Which is entirely the point. I prefer to have the stale, stinky air removed from the room and replaced with fresh air from outside. Yes, the air from outside will be cold - and it is coming in while my rocket mass heater is running.




Paul, in the pellet worls, thare is a tipe of tube where the flue is concentric with the fresh air. The flue on the inside, and fresh air outside. Thus heating up the fresh air. Tho, it's not needed. It could be mimicked with two tubes in a rocket. Mind you, you'd have to have some leftover heat to warm the intake air, and, obviously, you can't make it run in the bench, so you would have to separate the two tubes at some point.

http://www.poujoulat.co.uk/produit/38/17/1/concentric-chimney-system-for-gas-fires-amp-pellet-stoves/pgi-pellets.html
 
Len Ovens
pollinator
Posts: 1452
Location: Vancouver Island
29
  • Mark post as helpful
  • send pies
  • Quote
  • Report post to moderator
Wow I can answer two posts in one

paul wheaton wrote:If it is a really cold day outside, I wand to adjust things to be less rockety.

If it is a cool day outside (55 degrees) I want to adjust things to be more rockety.

There are things that can be controlled. I want to control them.


And I think this is something that can be achieved. I am going to add another term to things here. "Ballast gas" This is air that is not being used to help the heater work(move the exhaust out) or to produce heat. Too rockety would be too much ballast gas in the system. This ballast gas is being heated by the fire... sucking heat into itself and then leaving the system with that heat too.

Right now the intake air is being controlled by the fuel blocking the intake, though I have seen a brick set across the feed too. It seems that at most, the intake for air needs to be 1/4 the riser CSA. There are two reasons for this (well that I can think of): The first of course is keeping the ballast gas in check. the second in my experience, is that the primary burning area at the bottom of the feed tube stays too cool and doesn't burn well. The intake area (as in CSA) needs to be controllable. I did this by sealing the fuel feed and instead using a second air intake that could be controlled. This is about the time I found out that any damper I could buy was only 80% cutoff. Not only were there holes in the plate, but the 6inch damper plate was only 5inches in diam... I ended up using bricks. The trick is to provide just enough air for a full burn, but no more. (in practice, just over)

paul wheaton wrote:

I prefer to have air pulled out of the room instead of having air pulled from outside. Most of the time. For that 10% of the time I want air to be pulled from outside, I want the option.

When the fire is out - i want to make sure that the air moving through the system is at a FULL STOP.

If the exhaust is leaving at 140 degrees, I want to fix that.

I do not need perfect. But I do want better.


sealing the system at fire out is just good sense. As you can tell by my pics above this is not a new idea.

Jim LaFrom wrote:

There is something called Physics and we can't fight that. If you pull air out of a room there is something is that is going to replace it . In HVAC terms this is called makeup air. (cool air?) You will either depressurize the room if it were totally airtight or air will find it's own way in. Nature abhors a vacuum. (Permaculture principle )
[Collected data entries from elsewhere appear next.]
use std::fmt;

use crate::{
    file::io::read_le,
    metadata::typesystem::{CilFlavor, ELEMENT_TYPE},
    Error::{self, OutOfBounds},
    Result,
};

/// A primitive constant value, as stored in parameter defaults and attribute arguments.
#[derive(Debug, Clone, PartialEq)]
pub enum CilPrimitiveData {
    /// Boolean value
    Boolean(bool),
    /// UTF-16 code unit
    Char(u16),
    /// 8-bit signed integer
    I1(i8),
    /// 8-bit unsigned integer
    U1(u8),
    /// 16-bit signed integer
    I2(i16),
    /// 16-bit unsigned integer
    U2(u16),
    /// 32-bit signed integer
    I4(i32),
    /// 32-bit unsigned integer
    U4(u32),
    /// 64-bit signed integer
    I8(i64),
    /// 64-bit unsigned integer
    U8(u64),
    /// 32-bit floating point
    R4(f32),
    /// 64-bit floating point
    R8(f64),
    /// String value
    String(String),
}

impl CilPrimitiveData {
    /// Flavor of the value
    #[must_use]
    pub fn flavor(&self) -> CilFlavor {
        match self {
            CilPrimitiveData::Boolean(_) => CilFlavor::Boolean,
            CilPrimitiveData::Char(_) => CilFlavor::Char,
            CilPrimitiveData::I1(_) => CilFlavor::I1,
            CilPrimitiveData::U1(_) => CilFlavor::U1,
            CilPrimitiveData::I2(_) => CilFlavor::I2,
            CilPrimitiveData::U2(_) => CilFlavor::U2,
            CilPrimitiveData::I4(_) => CilFlavor::I4,
            CilPrimitiveData::U4(_) => CilFlavor::U4,
            CilPrimitiveData::I8(_) => CilFlavor::I8,
            CilPrimitiveData::U8(_) => CilFlavor::U8,
            CilPrimitiveData::R4(_) => CilFlavor::R4,
            CilPrimitiveData::R8(_) => CilFlavor::R8,
            CilPrimitiveData::String(_) => CilFlavor::String,
        }
    }

    /// Element type byte of the value
    #[must_use]
    pub fn element_type(&self) -> u8 {
        match self {
            CilPrimitiveData::Boolean(_) => ELEMENT_TYPE::BOOLEAN,
            CilPrimitiveData::Char(_) => ELEMENT_TYPE::CHAR,
            CilPrimitiveData::I1(_) => ELEMENT_TYPE::I1,
            CilPrimitiveData::U1(_) => ELEMENT_TYPE::U1,
            CilPrimitiveData::I2(_) => ELEMENT_TYPE::I2,
            CilPrimitiveData::U2(_) => ELEMENT_TYPE::U2,
            CilPrimitiveData::I4(_) => ELEMENT_TYPE::I4,
            CilPrimitiveData::U4(_) => ELEMENT_TYPE::U4,
            CilPrimitiveData::I8(_) => ELEMENT_TYPE::I8,
            CilPrimitiveData::U8(_) => ELEMENT_TYPE::U8,
            CilPrimitiveData::R4(_) => ELEMENT_TYPE::R4,
            CilPrimitiveData::R8(_) => ELEMENT_TYPE::R8,
            CilPrimitiveData::String(_) => ELEMENT_TYPE::STRING,
        }
    }

    /// Integral value widened to i128, if the value is integral or boolean or char
    #[must_use]
    pub fn as_integer(&self) -> Option<i128> {
        match self {
            CilPrimitiveData::Boolean(v) => Some(i128::from(*v)),
            CilPrimitiveData::Char(v) => Some(i128::from(*v)),
            CilPrimitiveData::I1(v) => Some(i128::from(*v)),
            CilPrimitiveData::U1(v) => Some(i128::from(*v)),
            CilPrimitiveData::I2(v) => Some(i128::from(*v)),
            CilPrimitiveData::U2(v) => Some(i128::from(*v)),
            CilPrimitiveData::I4(v) => Some(i128::from(*v)),
            CilPrimitiveData::U4(v) => Some(i128::from(*v)),
            CilPrimitiveData::I8(v) => Some(i128::from(*v)),
            CilPrimitiveData::U8(v) => Some(i128::from(*v)),
            _ => None,
        }
    }

    /// Numeric value as f64, if the value is numeric
    #[must_use]
    pub fn as_f64(&self) -> Option<f64> {
        match self {
            CilPrimitiveData::R4(v) => Some(f64::from(*v)),
            CilPrimitiveData::R8(v) => Some(*v),
            CilPrimitiveData::Boolean(_) | CilPrimitiveData::String(_) => None,
            #[allow(clippy::cast_precision_loss)]
            other => other.as_integer().map(|v| v as f64),
        }
    }

    /// Decode a constant blob of the given element type.
    ///
    /// # Errors
    /// Returns [`crate::Error::OutOfBounds`] if `data` is too short, or
    /// [`crate::Error::Malformed`] for unsupported element types and invalid UTF-16.
    pub fn from_bytes(element_type: u8, data: &[u8]) -> Result<Self> {
        match element_type {
            ELEMENT_TYPE::BOOLEAN => match data.first() {
                Some(byte) => Ok(CilPrimitiveData::Boolean(*byte != 0)),
                None => Err(OutOfBounds),
            },
            ELEMENT_TYPE::CHAR => Ok(CilPrimitiveData::Char(read_le::<u16>(data)?)),
            ELEMENT_TYPE::I1 => Ok(CilPrimitiveData::I1(read_le::<i8>(data)?)),
            ELEMENT_TYPE::U1 => Ok(CilPrimitiveData::U1(read_le::<u8>(data)?)),
            ELEMENT_TYPE::I2 => Ok(CilPrimitiveData::I2(read_le::<i16>(data)?)),
            ELEMENT_TYPE::U2 => Ok(CilPrimitiveData::U2(read_le::<u16>(data)?)),
            ELEMENT_TYPE::I4 => Ok(CilPrimitiveData::I4(read_le::<i32>(data)?)),
            ELEMENT_TYPE::U4 => Ok(CilPrimitiveData::U4(read_le::<u32>(data)?)),
            ELEMENT_TYPE::I8 => Ok(CilPrimitiveData::I8(read_le::<i64>(data)?)),
            ELEMENT_TYPE::U8 => Ok(CilPrimitiveData::U8(read_le::<u64>(data)?)),
            ELEMENT_TYPE::R4 => Ok(CilPrimitiveData::R4(read_le::<f32>(data)?)),
            ELEMENT_TYPE::R8 => Ok(CilPrimitiveData::R8(read_le::<f64>(data)?)),
            ELEMENT_TYPE::STRING => {
                if data.len() % 2 != 0 {
                    return Err(malformed_error!(
                        "Invalid UTF-16 string length: {} (must be even)",
                        data.len()
                    ));
                }

                let units: Vec<u16> = data
                    .chunks_exact(2)
                    .map(|chunk| u16::from_le_bytes([chunk[0], chunk[1]]))
                    .collect();

                String::from_utf16(&units)
                    .map(CilPrimitiveData::String)
                    .map_err(|_| malformed_error!("Invalid UTF-16 sequence in constant string"))
            }
            _ => Err(malformed_error!(
                "Unsupported constant element type 0x{:02x}",
                element_type
            )),
        }
    }

    /// Encode the value as a constant blob
    #[must_use]
    pub fn to_bytes(&self) -> Vec<u8> {
        match self {
            CilPrimitiveData::Boolean(v) => vec![u8::from(*v)],
            CilPrimitiveData::Char(v) | CilPrimitiveData::U2(v) => v.to_le_bytes().to_vec(),
            CilPrimitiveData::I1(v) => v.to_le_bytes().to_vec(),
            CilPrimitiveData::U1(v) => vec![*v],
            CilPrimitiveData::I2(v) => v.to_le_bytes().to_vec(),
            CilPrimitiveData::I4(v) => v.to_le_bytes().to_vec(),
            CilPrimitiveData::U4(v) => v.to_le_bytes().to_vec(),
            CilPrimitiveData::I8(v) => v.to_le_bytes().to_vec(),
            CilPrimitiveData::U8(v) => v.to_le_bytes().to_vec(),
            CilPrimitiveData::R4(v) => v.to_le_bytes().to_vec(),
            CilPrimitiveData::R8(v) => v.to_le_bytes().to_vec(),
            CilPrimitiveData::String(v) => v.encode_utf16().flat_map(u16::to_le_bytes).collect(),
        }
    }

    /// Convert the value to another primitive flavor, culture-invariantly.
    ///
    /// Integral conversions are range checked. Strings parse with Rust's locale-free
    /// parsers and numbers format with `Display`, which never uses grouping or a
    /// locale-specific decimal separator. Floating point to integral truncates only
    /// when the value is integral.
    ///
    /// # Errors
    /// Returns [`crate::Error::TypeConversionInvalid`] if the value cannot be represented.
    pub fn convert_to(&self, target: &CilFlavor) -> Result<CilPrimitiveData> {
        if &self.flavor() == target {
            return Ok(self.clone());
        }

        let fail = || Error::TypeConversionInvalid {
            value: self.to_string(),
            target: format!("{target:?}"),
        };

        if let CilPrimitiveData::String(text) = self {
            let text = text.trim();
            let parsed = match target {
                CilFlavor::Boolean => match text.to_ascii_lowercase().as_str() {
                    "true" => Some(CilPrimitiveData::Boolean(true)),
                    "false" => Some(CilPrimitiveData::Boolean(false)),
                    _ => None,
                },
                CilFlavor::Char => {
                    let mut units = text.encode_utf16();
                    match (units.next(), units.next()) {
                        (Some(unit), None) => Some(CilPrimitiveData::Char(unit)),
                        _ => None,
                    }
                }
                CilFlavor::R4 => text.parse::<f32>().ok().map(CilPrimitiveData::R4),
                CilFlavor::R8 => text.parse::<f64>().ok().map(CilPrimitiveData::R8),
                _ => text
                    .parse::<i128>()
                    .ok()
                    .and_then(|v| Self::from_integer(v, target)),
            };
            return parsed.ok_or_else(fail);
        }

        match target {
            CilFlavor::String => Ok(CilPrimitiveData::String(self.to_string())),
            CilFlavor::Boolean => match (self.as_integer(), self.as_f64()) {
                (Some(v), _) => Ok(CilPrimitiveData::Boolean(v != 0)),
                (None, Some(v)) => Ok(CilPrimitiveData::Boolean(v != 0.0)),
                _ => Err(fail()),
            },
            #[allow(clippy::cast_possible_truncation)]
            CilFlavor::R4 => self
                .numeric_f64()
                .map(|v| CilPrimitiveData::R4(v as f32))
                .ok_or_else(fail),
            CilFlavor::R8 => self.numeric_f64().map(CilPrimitiveData::R8).ok_or_else(fail),
            _ => {
                let integral = match self {
                    // booleans widen to 0 or 1, but never to a character
                    CilPrimitiveData::Boolean(_) if *target == CilFlavor::Char => None,
                    CilPrimitiveData::R4(_) | CilPrimitiveData::R8(_) => {
                        let value = self.as_f64().ok_or_else(fail)?;
                        #[allow(clippy::cast_possible_truncation)]
                        let truncated = value as i128;
                        (value.fract() == 0.0 && value.is_finite()).then_some(truncated)
                    }
                    _ => self.as_integer(),
                };

                integral
                    .and_then(|v| Self::from_integer(v, target))
                    .ok_or_else(fail)
            }
        }
    }

    fn numeric_f64(&self) -> Option<f64> {
        match self {
            CilPrimitiveData::Boolean(v) => Some(f64::from(u8::from(*v))),
            _ => self.as_f64(),
        }
    }

    fn from_integer(value: i128, target: &CilFlavor) -> Option<CilPrimitiveData> {
        match target {
            CilFlavor::Char => u16::try_from(value).ok().map(CilPrimitiveData::Char),
            CilFlavor::I1 => i8::try_from(value).ok().map(CilPrimitiveData::I1),
            CilFlavor::U1 => u8::try_from(value).ok().map(CilPrimitiveData::U1),
            CilFlavor::I2 => i16::try_from(value).ok().map(CilPrimitiveData::I2),
            CilFlavor::U2 => u16::try_from(value).ok().map(CilPrimitiveData::U2),
            CilFlavor::I4 => i32::try_from(value).ok().map(CilPrimitiveData::I4),
            CilFlavor::U4 => u32::try_from(value).ok().map(CilPrimitiveData::U4),
            CilFlavor::I8 => i64::try_from(value).ok().map(CilPrimitiveData::I8),
            CilFlavor::U8 => u64::try_from(value).ok().map(CilPrimitiveData::U8),
            #[allow(clippy::cast_precision_loss)]
            CilFlavor::R4 => Some(CilPrimitiveData::R4(value as f32)),
            #[allow(clippy::cast_precision_loss)]
            CilFlavor::R8 => Some(CilPrimitiveData::R8(value as f64)),
            _ => None,
        }
    }
}

impl fmt::Display for CilPrimitiveData {
    fn fmt(&self, f: &mut fmt::Formatter<'_>) -> fmt::Result {
        match self {
            CilPrimitiveData::Boolean(v) => write!(f, "{}", if *v { "True" } else { "False" }),
            CilPrimitiveData::Char(v) => match char::from_u32(u32::from(*v)) {
                Some(c) => write!(f, "{c}"),
                None => write!(f, "\\u{v:04x}"),
            },
            CilPrimitiveData::I1(v) => write!(f, "{v}"),
            CilPrimitiveData::U1(v) => write!(f, "{v}"),
            CilPrimitiveData::I2(v) => write!(f, "{v}"),
            CilPrimitiveData::U2(v) => write!(f, "{v}"),
            CilPrimitiveData::I4(v) => write!(f, "{v}"),
            CilPrimitiveData::U4(v) => write!(f, "{v}"),
            CilPrimitiveData::I8(v) => write!(f, "{v}"),
            CilPrimitiveData::U8(v) => write!(f, "{v}"),
            CilPrimitiveData::R4(v) => write!(f, "{v}"),
            CilPrimitiveData::R8(v) => write!(f, "{v}"),
            CilPrimitiveData::String(v) => write!(f, "{v}"),
        }
    }
}
//! Metadata tokens.
//!
//! Every declared entity (type, field, method, parameter, generic parameter, property,
//! method instantiation) is identified by a 32-bit token whose high byte names the
//! metadata table and whose low 24 bits name the row. Emitted CIL references other
//! entities exclusively through these tokens, so they are also the identity used for
//! deduplication and cache keys.

use std::fmt;

use strum::{Display, EnumIter};

/// Metadata tables that the registry allocates tokens in.
#[derive(Debug, Clone, Copy, PartialEq, Eq, Hash, Display, EnumIter)]
#[repr(u8)]
pub enum TableId {
    /// Type definitions, including synthesized proxies
    TypeDef = 0x02,
    /// Field definitions
    Field = 0x04,
    /// Method definitions
    MethodDef = 0x06,
    /// Parameter rows, including return parameters
    Param = 0x08,
    /// Custom attribute rows
    CustomAttribute = 0x0C,
    /// Stand-alone signatures, used for local variable layouts
    StandAloneSig = 0x11,
    /// Property definitions
    Property = 0x17,
    /// Constructed types: generic instances, arrays, generic parameter placeholders
    TypeSpec = 0x1B,
    /// Generic parameter rows
    GenericParam = 0x2A,
    /// Generic method instantiations
    MethodSpec = 0x2B,
}

impl TableId {
    /// Index into per-table counter arrays
    #[must_use]
    pub fn slot(self) -> usize {
        match self {
            TableId::TypeDef => 0,
            TableId::Field => 1,
            TableId::MethodDef => 2,
            TableId::Param => 3,
            TableId::CustomAttribute => 4,
            TableId::Property => 5,
            TableId::TypeSpec => 6,
            TableId::GenericParam => 7,
            TableId::MethodSpec => 8,
            TableId::StandAloneSig => 9,
        }
    }

    /// Number of tables tracked
    pub const COUNT: usize = 10;
}

/// A metadata token: table id in the high byte, 1-based row in the low 24 bits.
#[derive(Clone, Copy, PartialEq, Eq, PartialOrd, Ord, Hash, Default)]
pub struct Token(pub u32);

impl Token {
    /// Create a token from its raw value
    #[must_use]
    pub fn new(value: u32) -> Self {
        Token(value)
    }

    /// Compose a token from a table and a row
    #[must_use]
    pub fn from_parts(table: TableId, row: u32) -> Self {
        Token((u32::from(table as u8) << 24) | (row & 0x00FF_FFFF))
    }

    /// Raw token value, as written into instruction operands
    #[must_use]
    pub fn value(&self) -> u32 {
        self.0
    }

    /// Table byte
    #[must_use]
    pub fn table(&self) -> u8 {
        (self.0 >> 24) as u8
    }

    /// Row index
    #[must_use]
    pub fn row(&self) -> u32 {
        self.0 & 0x00FF_FFFF
    }

    /// True for the nil token
    #[must_use]
    pub fn is_null(&self) -> bool {
        self.0 == 0
    }

    /// True if the token lives in `table`
    #[must_use]
    pub fn is_table(&self, table: TableId) -> bool {
        self.table() == table as u8
    }
}

impl From<u32> for Token {
    fn from(value: u32) -> Self {
        Token(value)
    }
}

impl From<Token> for u32 {
    fn from(token: Token) -> Self {
        token.0
    }
}

impl fmt::Debug for Token {
    fn fmt(&self, f: &mut fmt::Formatter<'_>) -> fmt::Result {
        write!(
            f,
            "Token(0x{:08x}, table: 0x{:02x}, row: {})",
            self.0,
            self.table(),
            self.row()
        )
    }
}

impl fmt::Display for Token {
    fn fmt(&self, f: &mut fmt::Formatter<'_>) -> fmt::Result {
        write!(f, "0x{:08x}", self.0)
    }
}

#[cfg(test)]
mod tests {
    use super::*;
    use std::collections::HashSet;

    #[test]
    fn test_token_parts() {
        let token = Token::from_parts(TableId::MethodDef, 1);
        assert_eq!(token.value(), 0x0600_0001);
        assert_eq!(token.table(), 0x06);
        assert_eq!(token.row(), 1);
        assert!(token.is_table(TableId::MethodDef));
        assert!(!token.is_table(TableId::TypeDef));
    }

    #[test]
    fn test_token_row_is_masked() {
        let token = Token::from_parts(TableId::TypeSpec, 0xFF00_0005);
        assert_eq!(token.table(), 0x1B);
        assert_eq!(token.row(), 5);
    }

    #[test]
    fn test_token_is_null() {
        assert!(Token::default().is_null());
        assert!(!Token(0x0200_0001).is_null());
    }

    #[test]
    fn test_token_formatting() {
        let token = Token(0x2B00_0003);
        assert_eq!(format!("{token}"), "0x2b000003");
        assert_eq!(
            format!("{token:?}"),
            "Token(0x2b000003, table: 0x2b, row: 3)"
        );
    }

    #[test]
    fn test_token_hash_identity() {
        let mut set = HashSet::new();
        set.insert(Token(0x0200_0001));
        set.insert(Token::from_parts(TableId::TypeDef, 1));
        assert_eq!(set.len(), 1);
    }

    #[test]
    fn test_table_slots_are_unique() {
        use strum::IntoEnumIterator;

        let slots: HashSet<usize> = TableId::iter().map(TableId::slot).collect();
        assert_eq!(slots.len(), TableId::COUNT);
        assert_eq!(TableId::MethodSpec.to_string(), "MethodSpec");
    }
}
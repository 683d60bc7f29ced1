use std::{collections::HashSet, sync::Arc};

use crate::{
    emulation::EmValue,
    metadata::{
        builders::{GenericParamSpec, MethodBuilder, PropertySpec, TypeSpecification},
        customattributes::CustomAttributeValue,
        method::{MethodModifiers, MethodVtableFlags},
        tables::{Field, FieldAttributes},
        token::TableId,
        typesystem::{CilFlavor, CilTypeRc, TypeAttributes, TypeRegistry},
    },
    Result,
};

struct FieldSpec {
    name: String,
    ty: CilTypeRc,
    flags: u32,
}

/// Builder for classes and value types.
///
/// Classes derive from `System.Object` unless told otherwise and receive a public
/// parameterless constructor if none is declared. Constructors without an
/// implementation are given an empty one. Public instance methods whose name matches
/// a method of an implemented interface are made `virtual final`, the shape an
/// implicit interface implementation has.
///
/// # Examples
///
/// ```rust
/// use cilproxy::{
///     emulation::EmValue,
///     metadata::{builders::{ClassBuilder, InterfaceBuilder, MethodBuilder}, typesystem::TypeRegistry},
/// };
///
/// let registry = TypeRegistry::new()?;
/// let int32 = registry.wellknown("System.Int32")?;
/// let counter = InterfaceBuilder::new("Demo", "ICounter")
///     .method(MethodBuilder::new("Next").returns(&int32))
///     .build(&registry)?;
///
/// let host = ClassBuilder::new("Demo", "Counter")
///     .implements(&counter)
///     .method(MethodBuilder::new("Next").returns(&int32).host(|_, _| Ok(EmValue::I32(1))))
///     .build(&registry)?;
///
/// let next = counter.method_by_name("Next").unwrap();
/// assert!(host.resolve_method(&next).is_some());
/// # Ok::<(), cilproxy::Error>(())
/// ```
pub struct ClassBuilder {
    spec: TypeSpecification,
    flavor: CilFlavor,
    base: Option<CilTypeRc>,
    root: bool,
    fields: Vec<FieldSpec>,
    constructors: Vec<MethodBuilder>,
    methods: Vec<MethodBuilder>,
    properties: Vec<PropertySpec>,
}

impl ClassBuilder {
    /// A public class deriving from `System.Object`
    #[must_use]
    pub fn new(namespace: &str, name: &str) -> Self {
        ClassBuilder {
            spec: TypeSpecification::new(namespace, name, TypeAttributes::PUBLIC),
            flavor: CilFlavor::Class,
            base: None,
            root: false,
            fields: Vec::new(),
            constructors: Vec::new(),
            methods: Vec::new(),
            properties: Vec::new(),
        }
    }

    /// Override the flavor, used for core types such as `System.String`
    #[must_use]
    pub fn flavor(mut self, flavor: CilFlavor) -> Self {
        self.flavor = flavor;
        self
    }

    /// Declare a type without base type (`System.Object` itself)
    #[must_use]
    pub fn root(mut self) -> Self {
        self.root = true;
        self
    }

    /// Set the base type
    #[must_use]
    pub fn extends(mut self, base: &CilTypeRc) -> Self {
        self.base = Some(base.clone());
        self
    }

    /// Implement an interface
    #[must_use]
    pub fn implements(mut self, iface: &CilTypeRc) -> Self {
        self.spec.interfaces.push(iface.clone());
        self
    }

    /// Mark the type sealed
    #[must_use]
    pub fn sealed(mut self) -> Self {
        self.spec.flags |= TypeAttributes::SEALED;
        self
    }

    /// Mark the type abstract
    #[must_use]
    pub fn abstract_type(mut self) -> Self {
        self.spec.flags |= TypeAttributes::ABSTRACT;
        self
    }

    /// Make this a sealed value type deriving from `System.ValueType`
    #[must_use]
    pub fn value_type(mut self) -> Self {
        if !self.flavor.is_value_type() {
            self.flavor = CilFlavor::ValueType;
        }
        self.spec.flags |= TypeAttributes::SEALED;
        self
    }

    /// Declare a private instance field
    #[must_use]
    pub fn field(self, name: &str, ty: &CilTypeRc) -> Self {
        self.field_with_flags(name, ty, FieldAttributes::PRIVATE)
    }

    /// Declare a field with explicit `FieldAttributes`
    #[must_use]
    pub fn field_with_flags(mut self, name: &str, ty: &CilTypeRc, flags: u32) -> Self {
        self.fields.push(FieldSpec {
            name: name.to_string(),
            ty: ty.clone(),
            flags,
        });
        self
    }

    /// Declare a method
    #[must_use]
    pub fn method(mut self, method: MethodBuilder) -> Self {
        self.methods.push(method);
        self
    }

    /// Declare an instance constructor, see [`MethodBuilder::constructor`]
    #[must_use]
    pub fn constructor(mut self, constructor: MethodBuilder) -> Self {
        self.constructors.push(constructor);
        self
    }

    /// Declare a property with optional accessors, named `get_{name}`/`set_{name}` by convention
    #[must_use]
    pub fn property(
        mut self,
        name: &str,
        ty: &CilTypeRc,
        getter: Option<MethodBuilder>,
        setter: Option<MethodBuilder>,
    ) -> Self {
        self.properties.push(PropertySpec::new(name, ty, getter, setter));
        self
    }

    /// Append a generic parameter
    #[must_use]
    pub fn generic_param(mut self, spec: GenericParamSpec) -> Self {
        self.spec.generic_params.push(spec);
        self
    }

    /// Nest the type in `declaring`, nested-public unless changed afterwards
    #[must_use]
    pub fn nested_in(mut self, declaring: &CilTypeRc) -> Self {
        self.spec.declaring = Some(declaring.clone());
        self.visibility(TypeAttributes::NESTED_PUBLIC)
    }

    /// Replace the visibility bits
    #[must_use]
    pub fn visibility(mut self, visibility: TypeAttributes) -> Self {
        self.spec.flags = self.spec.flags.with_visibility(visibility);
        self
    }

    /// Apply a custom attribute
    #[must_use]
    pub fn attribute(mut self, attribute: CustomAttributeValue) -> Self {
        self.spec.custom_attributes.push(attribute);
        self
    }

    /// Declare and register the type.
    ///
    /// # Errors
    /// Returns an error if the base type is missing from the registry, a member cannot
    /// be declared, or the name is taken.
    pub fn build(self, registry: &TypeRegistry) -> Result<CilTypeRc> {
        let base = match (self.root, self.base) {
            (true, _) => None,
            (false, Some(base)) => Some(base),
            (false, None) if self.flavor.is_value_type() => {
                Some(registry.wellknown("System.ValueType")?)
            }
            (false, None) => Some(registry.wellknown("System.Object")?),
        };
        let class = self.spec.declare(registry, self.flavor, base.as_ref())?;

        for spec in self.fields {
            let field = Arc::new(Field::new(
                registry.alloc_token(TableId::Field),
                spec.name,
                spec.flags,
                &spec.ty,
            ));
            field.set_declaring_type(&class)?;
            class.fields.push(field);
        }

        let mut constructors = self.constructors;
        if constructors.is_empty() && !class.is_value_type() && !class.is_abstract() {
            constructors.push(MethodBuilder::constructor());
        }
        for constructor in constructors {
            let constructor = if constructor.has_implementation() {
                constructor
            } else {
                constructor.host(|_, _| Ok(EmValue::Void))
            };
            constructor.build(registry, &class)?;
        }

        let slots: HashSet<String> = class
            .all_interfaces()
            .iter()
            .flat_map(|iface| {
                iface
                    .member_owner()
                    .methods
                    .iter()
                    .map(|(_, method)| method.name.clone())
                    .collect::<Vec<_>>()
            })
            .collect();
        let implicit = |method: MethodBuilder| {
            if slots.contains(&method.name) && method.is_public_instance() {
                method.add_flags(
                    MethodModifiers::VIRTUAL.bits()
                        | MethodModifiers::FINAL.bits()
                        | MethodVtableFlags::NEW_SLOT.bits(),
                )
            } else {
                method
            }
        };

        for property in self.properties {
            property.map_accessors(implicit).build(registry, &class)?;
        }
        for method in self.methods {
            implicit(method).build(registry, &class)?;
        }

        registry.insert(&class)?;
        Ok(class)
    }
}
Yes, but we want the air to come in under the best conditions that physics allows. We want to make the best use of that air. We already know we will have air coming into the room aside from any direct feed. We don't want a sick house after all. I can't really speak for Paul, but my Goal would be to have as much fresh air entering the home as I can without it affecting the comfort of the home or removing all our heat either. I also wish to stay away from any active system outside the effects of the burn itself. This means being very careful in design of the living space and the air entrance. The living space should be set up so as not to have people in the way of any cool draft created and have the fresh air enter the dwelling in such a way that it travels some distance through something warm before it can be felt. It is not just designing a heating system that works well, but designing the home around that as well. In this case, Paul is setting aside some of the home design elements (not ignoring, but not studying just now) and finding out what the heater itself needs to work best. Then the home can be designed around those parameters.

One more thing, I would really like to see the flue gas (bad term for no flue ) recombine with the outside air at lower than room temperature. Still within what physics will allow of course. I think this is possible, at least in really cold weather, shoulder seasons may be more difficult. I am not sure the flue gas will be less than room temp when it exits the house itself, but the gas should be cooled in such a way the heat can be of use in any case. (such as warming up incoming air)
 
Hans Quistorff
pollinator
Posts: 765
Location: Longbranch, WA
41
chicken goat rabbit solar tiny house wofati
  • Mark post as helpful
  • send pies
  • Quote
  • Report post to moderator
Len Ovens wrote:Wow I can answer two posts in one

paul wheaton wrote:If it is a really cold day outside, I wand to adjust things to be less rockety.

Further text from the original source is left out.